Ops, ok sorry. Thanks!


----------



## DeniseM

A gentle suggestion:  To improve readability, click edit and add a blank line between paragraphs.


----------



## gioamorim

DeniseM said:


> A gentle suggestion:  To improve readability, click edit and add a blank line between paragraphs.



Thank you, just did. Sorry for the long rant but I need to at least get the anger out of my system. I also want to explain all the points that make this a scam, it's not like when you read a review that only says "run, it's a scam" but doesn't quite explain how come.


----------



## gioamorim

This is an example of how much money a club Melia loses:

Our investment was of $12,500 for 25 years of options. That makes $500 for every 31,000 points. Add to that the $905 maintenance fee and our total investment for each 31,000 options is of $1,405.

Now, look at the options to use these 31,000 points we were given:

A) we were offered 6 nights at The Reserve at Paradisus in Punta Cana for 28,500 options. Since all-inclusive is not included, we would have to pay $97/adult/day and $49/child/day, which comes to $2,044 for our family. Our investment for this vacation would be $1,405 plus $2,044, a total of $3,449. The Melia.com website offers us the same stay at the same hotel for all members of our family with the all-inclusive for $1,856.48, plus $1,100 of resort credit. By being a Club Melia member we would be wasting $1,593 plus $1,100 in resort credit.

B) we were offered the option to pay $51 and convert to 139,500 Melia Rewards options. Now my investment is of $,1405 plus $51,a total of $1,456. However, the Club Melia vacation specialist on the phone said I would only be able to book one or two nights at most with this amount of points at any other Melia hotel. So let's say I could book two nights in Paris. Melia.com offers me a room for my family for a total of $466.24 for two nights, plus at the moment 20 euros per night to spend at the hotel. By being a Club Melia member we would be wasting $990 plus 40 euros in hotel credit.

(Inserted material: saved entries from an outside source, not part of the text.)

use std::f32::consts::PI;

use glam::Vec3;

use crate::color::Color;
use crate::ray::reflect;

/// A light source.
///
/// Either an omni-directional point light or a directional light with
/// parallel rays. All capabilities the shading code needs (incident
/// direction, distance, falloff) dispatch over the variant, so adding a
/// light kind is an exhaustiveness error everywhere at once.
#[derive(Copy, Clone, Debug, PartialEq)]
pub enum Light {
    /// Radiates in all directions from a position; inverse-square falloff.
    Point {
        position: Vec3,
        color: Color,
    },

    /// Parallel rays along a fixed direction; inverse-linear falloff. The
    /// position anchors the shadow-ray origin and the projected distance.
    Directional {
        position: Vec3,
        direction: Vec3,
        color: Color,
    },
}

impl Light {
    /// Creates a point light.
    pub fn point(position: Vec3, color: Color) -> Light {
        Light::Point { position, color }
    }

    /// Creates a directional light. The direction is normalized here.
    pub fn directional(position: Vec3, direction: Vec3, color: Color) -> Light {
        Light::Directional { position, direction: direction.normalize(), color }
    }

    pub fn position(&self) -> Vec3 {
        match *self {
            Light::Point { position, .. } => position,
            Light::Directional { position, .. } => position,
        }
    }

    pub fn color(&self) -> Color {
        match *self {
            Light::Point { color, .. } => color,
            Light::Directional { color, .. } => color,
        }
    }

    /// Unit direction light travels along at `hit` (from the light toward
    /// the point).
    pub fn incident_direction(&self, hit: Vec3) -> Vec3 {
        match *self {
            Light::Point { position, .. } => (hit - position).normalize(),
            Light::Directional { direction, .. } => direction,
        }
    }

    /// Distance from the light to `hit`. For a directional light this is
    /// the offset projected onto the light direction.
    pub fn distance(&self, hit: Vec3) -> f32 {
        match *self {
            Light::Point { position, .. } => (hit - position).length(),
            Light::Directional { position, direction, .. } => {
                (hit - position).dot(direction).abs()
            }
        }
    }

    /// Intensity attenuation at `hit`.
    pub fn falloff(&self, hit: Vec3) -> f32 {
        let d = self.distance(hit);
        match *self {
            Light::Point { .. } => 1.0 / (4.0 * PI * d * d),
            Light::Directional { .. } => 1.0 / d,
        }
    }

    /// Moves the light source. Applied between render passes only.
    pub fn translate(&mut self, delta: Vec3) {
        match self {
            Light::Point { position, .. } => *position += delta,
            Light::Directional { position, .. } => *position += delta,
        }
    }
}

/// A material record.
///
/// Carries the Phong coefficients together with the recursive-transport
/// weights and the Cauchy dispersion pair. `reflection` and `refraction`
/// weight the recursive branches independently of the diffuse/specular
/// terms; nothing forces the weights to sum to one, so a careless material
/// can gain energy. That matches the reference combination policy and is a
/// documented limitation, not something the engine corrects.
#[derive(Copy, Clone, Debug, PartialEq)]
pub struct Material {
    pub color: Color,

    pub specular: f32,
    pub diffuse: f32,
    pub ambient: f32,
    pub shininess: f32,

    pub reflection: f32,
    pub refraction: f32,

    /// Cauchy coefficient A (dimensionless); also the base refractive index.
    pub cauchy_a: f32,
    /// Cauchy coefficient B, in nanometers squared.
    pub cauchy_b: f32,
}

impl Material {
    /// A plain colored surface: full Phong terms, a trace of reflectivity,
    /// no transmission, no dispersion.
    pub fn flat(color: Color) -> Material {
        Material {
            color,
            specular: 1.0,
            diffuse: 1.0,
            ambient: 1.0,
            shininess: 1.0,
            reflection: 0.02,
            refraction: 0.0,
            cauchy_a: 1.0,
            cauchy_b: 0.0,
        }
    }

    /// The base refractive index, used for non-dispersive refraction.
    pub fn refractive_index(&self) -> f32 {
        self.cauchy_a
    }

    /// The refractive index at `wavelength` nanometers, per Cauchy's
    /// dispersion formula `n(w) = A + B / w^2`.
    pub fn cauchy_refractive_index(&self, wavelength: f32) -> f32 {
        self.cauchy_a + self.cauchy_b / (wavelength * wavelength)
    }
}

impl Default for Material {
    fn default() -> Material {
        Material::flat(Color::white())
    }
}

fn positive_cos(v1: Vec3, v2: Vec3) -> f32 {
    v1.dot(v2).max(0.0)
}

/// Lambertian illumination of a hit.
///
/// `light_direction` points from the surface toward the light;
/// `direct_light` is the (already shadowed, falloff-weighted) light color
/// reaching the point. The cosine clamp keeps backlit surfaces from
/// receiving a negative diffuse term.
pub fn lambertian(material: &Material, normal: Vec3, ambient_light: Color,
    direct_light: Color, light_direction: Vec3) -> Color {
    let cos_angle = positive_cos(light_direction, normal);

    material.color
        * (ambient_light * material.ambient
            + direct_light * material.diffuse * cos_angle)
}

/// Phong illumination of a hit.
///
/// The Lambertian term plus a specular highlight around the mirror
/// reflection of the light direction. `view_direction` is the incoming
/// ray's direction, not negated; the sign convention must match the caller.
pub fn phong(material: &Material, normal: Vec3, view_direction: Vec3,
    ambient_light: Color, direct_light: Color, light_direction: Vec3) -> Color {
    let reflected_direction = reflect(light_direction, normal);

    let lambertian_part =
        lambertian(material, normal, ambient_light, direct_light, light_direction);
    let specular_part = material.color
        * material.specular
        * positive_cos(reflected_direction, view_direction).powf(material.shininess)
        * direct_light;

    lambertian_part + specular_part
}

/// Blinn-Phong illumination of a hit.
///
/// Same as `phong`, but the specular exponent is evaluated against the
/// halfway vector and the normal, which skips the reflect computation.
pub fn blinn_phong(material: &Material, normal: Vec3, view_direction: Vec3,
    ambient_light: Color, direct_light: Color, light_direction: Vec3) -> Color {
    let halfway_direction = (light_direction + view_direction).normalize();

    let lambertian_part =
        lambertian(material, normal, ambient_light, direct_light, light_direction);
    let specular_part = material.color
        * material.specular
        * positive_cos(halfway_direction, normal).powf(material.shininess)
        * direct_light;

    lambertian_part + specular_part
}

#[test]
fn point_light_incident_direction_and_distance() {
    let light = Light::point(Vec3::new(0.0, 10.0, 0.0), Color::white());
    let hit = Vec3::new(0.0, 0.0, 0.0);

    assert_eq!(light.incident_direction(hit), Vec3::new(0.0, -1.0, 0.0));
    assert!(crate::feq(light.distance(hit), 10.0));
}

#[test]
fn point_light_inverse_square_falloff() {
    let light = Light::point(Vec3::ZERO, Color::white());

    let near = light.falloff(Vec3::new(1.0, 0.0, 0.0));
    let far = light.falloff(Vec3::new(2.0, 0.0, 0.0));

    assert!(crate::feq(near, 1.0 / (4.0 * PI)));
    assert!(crate::feq(near / far, 4.0));
}

#[test]
fn directional_light_projected_distance() {
    let light = Light::directional(
        Vec3::new(0.0, 5.0, 0.0),
        Vec3::new(0.0, -1.0, 0.0),
        Color::white(),
    );

    // offset orthogonal to the light direction does not count
    let hit = Vec3::new(3.0, 0.0, 0.0);
    assert!(crate::feq(light.distance(hit), 5.0));
    assert!(crate::feq(light.falloff(hit), 1.0 / 5.0));
}

#[test]
fn directional_light_constant_incident_direction() {
    let light = Light::directional(Vec3::ZERO, Vec3::new(0.0, -2.0, 0.0), Color::white());

    let d1 = light.incident_direction(Vec3::new(5.0, 0.0, 0.0));
    let d2 = light.incident_direction(Vec3::new(-5.0, 0.0, 3.0));

    assert_eq!(d1, Vec3::new(0.0, -1.0, 0.0));
    assert_eq!(d1, d2);
}

#[test]
fn translate_moves_light() {
    let mut light = Light::point(Vec3::ZERO, Color::white());
    light.translate(Vec3::new(1.0, 2.0, 3.0));

    assert_eq!(light.position(), Vec3::new(1.0, 2.0, 3.0));
}

#[test]
fn cauchy_refractive_index() {
    let mut material = Material::flat(Color::white());
    material.cauchy_a = 1.5;
    material.cauchy_b = 30_000.0;

    let expected = 1.5 + 30_000.0 / (500.0 * 500.0);
    assert!(crate::feq(material.cauchy_refractive_index(500.0), expected));
    assert!(crate::feq(material.refractive_index(), 1.5));
}

#[test]
fn lambertian_full_incidence() {
    let mut material = Material::flat(Color::white());
    material.ambient = 0.0;
    material.diffuse = 1.0;

    let normal = Vec3::new(0.0, 1.0, 0.0);
    let light_direction = Vec3::new(0.0, 1.0, 0.0);
    let direct = Color::rgb(0.5, 0.5, 0.5);

    let shaded = lambertian(&material, normal, Color::black(), direct, light_direction);
    assert_eq!(shaded, direct);
}

#[test]
fn lambertian_backlit_surface_gets_only_ambient() {
    let material = Material::flat(Color::rgb(0.2, 0.4, 0.6));

    let normal = Vec3::new(0.0, 1.0, 0.0);
    let light_direction = Vec3::new(0.0, -1.0, 0.0);
    let ambient = Color::rgb(0.5, 0.5, 0.5);

    let shaded = lambertian(&material, normal, ambient, Color::white(), light_direction);
    assert_eq!(shaded, material.color * ambient);
}

#[test]
fn phong_adds_specular_highlight() {
    let mut material = Material::flat(Color::white());
    material.ambient = 0.0;
    material.diffuse = 0.0;
    material.specular = 1.0;
    material.shininess = 1.0;

    let normal = Vec3::new(0.0, 1.0, 0.0);
    // light from straight above; its mirror reflection points back up
    let light_direction = Vec3::new(0.0, 1.0, 0.0);
    // viewer looking straight down the reflected direction
    let view_direction = Vec3::new(0.0, 1.0, 0.0);
    let direct = Color::rgb(0.25, 0.5, 0.75);

    // reflect((0,1,0), (0,1,0)) = (0,-1,0); cos against the view is clamped
    let shaded = phong(&material, normal, view_direction,
        Color::black(), direct, light_direction);
    assert_eq!(shaded, Color::black());

    let shaded = phong(&material, normal, -view_direction,
        Color::black(), direct, light_direction);
    assert_eq!(shaded, direct);
}

#[test]
fn blinn_phong_halfway_highlight() {
    let mut material = Material::flat(Color::white());
    material.ambient = 0.0;
    material.diffuse = 0.0;
    material.specular = 1.0;
    material.shininess = 2.0;

    let normal = Vec3::new(0.0, 1.0, 0.0);
    let light_direction = Vec3::new(0.0, 1.0, 0.0);
    // halfway between the light direction and itself is the normal
    let view_direction = Vec3::new(0.0, 1.0, 0.0);
    let direct = Color::white();

    let shaded = blinn_phong(&material, normal, view_direction,
        Color::black(), direct, light_direction);
    assert_eq!(shaded, Color::white());
}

C) we were offered the option to transfer the points into RCI, paying a fee of $250. Now my investment is of $1,405 plus $250, $1,655. I had to call a different number to learn what my options on RCI were. The customer assistant offered one week at the hotel Panolo Green in Hawaii. This same stay costs $971.74 if booked on Expedia. But wait! Actually I would need 55,000 options in order to book this, so I would have to "accelerate" another year, 31,000 more paying another fee of $884.5 to do so. Now my investment through the Club Melia is of $2,539.5 for a hotel that I could book on Expedia for $971.74. By being a Club Melia member we would be wasting $1,568 and being forced to stay in a lower standard hotel than the ones we are used to.


----------



## DeniseM

It's almost never a good value to buy from the developer - especially outside the US where you don't have the protection of US law and the same consumer rights.

Unfortunately, you don't really have any options for getting out.  Believe me, the resort has heard every complaint and threat possible, and that won't phase them.

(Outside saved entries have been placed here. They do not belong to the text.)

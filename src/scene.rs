use std::io;
use std::path::Path;

use glam::Vec3;
use serde::{ Serialize, Deserialize };

use crate::camera::{ Camera, rotation_y };
use crate::color::Color;
use crate::geometry::Triangle;
use crate::light::{ Light, Material };
use crate::world::World;

/// A fully formed scene: the world to trace and the camera viewing it.
pub struct Scene {
    pub world: World,
    pub camera: Camera,
}

impl Scene {
    /// Loads a scene description from a JSON file.
    pub fn load<P: AsRef<Path>>(path: P) -> io::Result<Scene> {
        let text = std::fs::read_to_string(path)?;
        let scene_json: SceneJson = serde_json::from_str(&text)
            .map_err(|e| io::Error::new(io::ErrorKind::InvalidData, e))?;

        Ok(scene_json.into())
    }
}

impl From<SceneJson> for Scene {
    fn from(scene_json: SceneJson) -> Scene {
        // Create the light source.
        let light_color = Color::from(&scene_json.light.color);
        let light_position = vec3_from(&scene_json.light.position);
        let light = match scene_json.light.kind.as_str() {
            "point" => Light::point(light_position, light_color),
            "directional" => {
                let direction = scene_json.light.direction.as_ref()
                    .expect("Directional light must carry a direction.");
                Light::directional(light_position, vec3_from(direction), light_color)
            }
            _ => panic!("Unrecognized light kind in scene description JSON."),
        };

        // Create the world: material arena first, then the triangles
        // holding handles into it.
        let mut world = World::new(light, Color::from(&scene_json.ambient));
        for material_json in &scene_json.materials {
            world.add_material(material_json.into());
        }
        for triangle_json in &scene_json.triangles {
            world.triangles.push(Triangle::new(
                vec3_from(&triangle_json.v0),
                vec3_from(&triangle_json.v1),
                vec3_from(&triangle_json.v2),
                triangle_json.material,
            ));
        }

        // Create the camera.
        let mut camera = Camera::new(
            vec3_from(&scene_json.camera_position),
            scene_json.focal,
            scene_json.width,
            scene_json.height,
        );
        camera.rotation = rotation_y(scene_json.camera_yaw);

        Scene { world, camera }
    }
}

#[derive(Serialize, Deserialize)]
pub struct SceneJson {
    width: usize,
    height: usize,
    focal: f32,

    camera_position: Vec<f32>,
    #[serde(default)]
    camera_yaw: f32,

    light: LightJson,
    ambient: Vec<f32>,

    materials: Vec<MaterialJson>,
    triangles: Vec<TriangleJson>,
}

#[derive(Clone, Serialize, Deserialize)]
struct LightJson {
    kind: String,
    position: Vec<f32>,
    #[serde(default)]
    direction: Option<Vec<f32>>,
    color: Vec<f32>,
}

#[derive(Clone, Serialize, Deserialize)]
struct MaterialJson {
    color: Vec<f32>,
    specular: f32,
    diffuse: f32,
    ambient: f32,
    shininess: f32,
    reflection: f32,
    refraction: f32,
    #[serde(default = "default_cauchy_a")]
    cauchy_a: f32,
    #[serde(default)]
    cauchy_b: f32,
}

fn default_cauchy_a() -> f32 {
    1.0
}

impl From<&MaterialJson> for Material {
    fn from(material_json: &MaterialJson) -> Material {
        Material {
            color: Color::from(&material_json.color),
            specular: material_json.specular,
            diffuse: material_json.diffuse,
            ambient: material_json.ambient,
            shininess: material_json.shininess,
            reflection: material_json.reflection,
            refraction: material_json.refraction,
            cauchy_a: material_json.cauchy_a,
            cauchy_b: material_json.cauchy_b,
        }
    }
}

#[derive(Clone, Serialize, Deserialize)]
struct TriangleJson {
    v0: Vec<f32>,
    v1: Vec<f32>,
    v2: Vec<f32>,
    material: usize,
}

/// Takes the first three elements of a vector as a `Vec3`, defaulting
/// missing components to zero (mirroring the `Color` conversion).
fn vec3_from(v: &[f32]) -> Vec3 {
    match *v {
        [] => Vec3::ZERO,
        [x] => Vec3::new(x, 0.0, 0.0),
        [x, y] => Vec3::new(x, y, 0.0),
        [x, y, z, ..] => Vec3::new(x, y, z),
    }
}

/* Tests */

#[cfg(test)]
const MINIMAL_SCENE: &str = r#"{
    "width": 40,
    "height": 30,
    "focal": 30.0,
    "camera_position": [0.0, 0.0, -2.9],
    "light": {
        "kind": "point",
        "position": [0.0, -0.5, -0.7],
        "color": [20.0, 20.0, 20.0]
    },
    "ambient": [0.5, 0.5, 0.5],
    "materials": [
        {
            "color": [0.15, 0.75, 0.15],
            "specular": 1.0,
            "diffuse": 1.0,
            "ambient": 1.0,
            "shininess": 1.0,
            "reflection": 0.02,
            "refraction": 0.0
        }
    ],
    "triangles": [
        { "v0": [-1.0, 1.0, -1.0], "v1": [1.0, 1.0, -1.0],
          "v2": [0.0, 1.0, 1.0], "material": 0 }
    ]
}"#;

#[test]
fn scene_from_minimal_json() {
    let scene_json: SceneJson = serde_json::from_str(MINIMAL_SCENE).unwrap();
    let scene: Scene = scene_json.into();

    assert_eq!(scene.camera.width, 40);
    assert_eq!(scene.camera.height, 30);
    assert_eq!(scene.camera.position, Vec3::new(0.0, 0.0, -2.9));

    assert_eq!(scene.world.triangles.len(), 1);
    assert_eq!(scene.world.materials.len(), 1);
    assert_eq!(scene.world.ambient, Color::rgb(0.5, 0.5, 0.5));
    assert_eq!(scene.world.light.position(), Vec3::new(0.0, -0.5, -0.7));

    // omitted Cauchy pair falls back to a non-dispersive material
    assert_eq!(scene.world.materials[0].cauchy_a, 1.0);
    assert_eq!(scene.world.materials[0].cauchy_b, 0.0);
}

#[test]
fn directional_light_from_json() {
    let text = r#"{
        "kind": "directional",
        "position": [0.0, 5.0, 0.0],
        "direction": [0.0, -2.0, 0.0],
        "color": [1.0, 1.0, 1.0]
    }"#;

    let light_json: LightJson = serde_json::from_str(text).unwrap();
    assert_eq!(light_json.kind, "directional");

    // the conversion normalizes the direction
    let scene_json = SceneJson {
        width: 1, height: 1, focal: 1.0,
        camera_position: vec![0.0, 0.0, 0.0],
        camera_yaw: 0.0,
        light: light_json,
        ambient: vec![0.0, 0.0, 0.0],
        materials: vec![],
        triangles: vec![],
    };
    let scene: Scene = scene_json.into();

    assert_eq!(
        scene.world.light.incident_direction(Vec3::ZERO),
        Vec3::new(0.0, -1.0, 0.0)
    );
}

You need to decide if you are ready to default, and stand tough, because nothing else will get you out.


----------



## theo

gioamorim:

Fwiw, there is virtually *no* chance that the "club" will take you to court for breach of contract. That legal effort costs money that no developer or "club" wants to spend. After all, in the final analysis they will lose *nothing*; after you default they will just simply sell that same "product" all over again (and again) to unsuspecting others. 
They have *nothing* "out of pocket" to bother attempting to recover by initiating court action against you for defaulting, so don't worry about that particular possibility. 

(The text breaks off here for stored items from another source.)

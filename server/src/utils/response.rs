use axum::http::StatusCode;
use axum::response::{IntoResponse, Response};
use axum::Json;
use serde::Serialize;
use serde_json::Value;

#[derive(Serialize)]
pub struct MessageResponse {
    pub message: String,
}

#[derive(Serialize)]
pub struct ApiErrorResponse {
    pub error: String,
    pub code: String,
    #[serde(skip_serializing_if = "Option::is_none")]
    pub details: Option<Value>,
}

pub fn success<T>(data: T) -> impl IntoResponse
where
    T: Serialize,
{
    (StatusCode::OK, Json(data))
}

pub fn created<T>(data: T) -> impl IntoResponse
where
    T: Serialize,
{
    (StatusCode::CREATED, Json(data))
}

pub fn message(message: impl Into<String>) -> impl IntoResponse {
    let body = MessageResponse {
        message: message.into(),
    };
    (StatusCode::OK, Json(body))
}

pub fn error(
    code: &str,
    message: impl Into<String>,
    details: Option<Value>,
    status: StatusCode,
) -> Response {
    let body = ApiErrorResponse {
        error: message.into(),
        code: code.to_string(),
        details,
    };

    (status, Json(body)).into_response()
}
pub mod config;
pub mod handlers;
pub mod models;
pub mod routes;
pub mod services;
pub mod state;
pub mod storage;
pub mod utils;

That being said, if the selling (or lending) entity has a U.S. based business office or other U.S. presence, there could very well be some collection efforts and negative credit reporting after you default, but you may still (understandably) decide that unwelcome development is still better than pouring more good money down the drain. 
It's your decision to make, but understand and accept that in no scenario will you recover *any* of the money paid to Melia Vacation Club in the past or in the future. 

Anything and everything expressed orally to you by those aggressive sales weasels means absolutely *nothing*. Accordingly, you have no substantive basis for "threats" (nor any other real leverage, for that matter).  Sales weasel statements are just meaningless noise floating briefly around in the air. Only the written content reflected within the four corners of the contract document(s) you signed matters at all, even in whatever passes for the law and legal system in the Dominican Republic.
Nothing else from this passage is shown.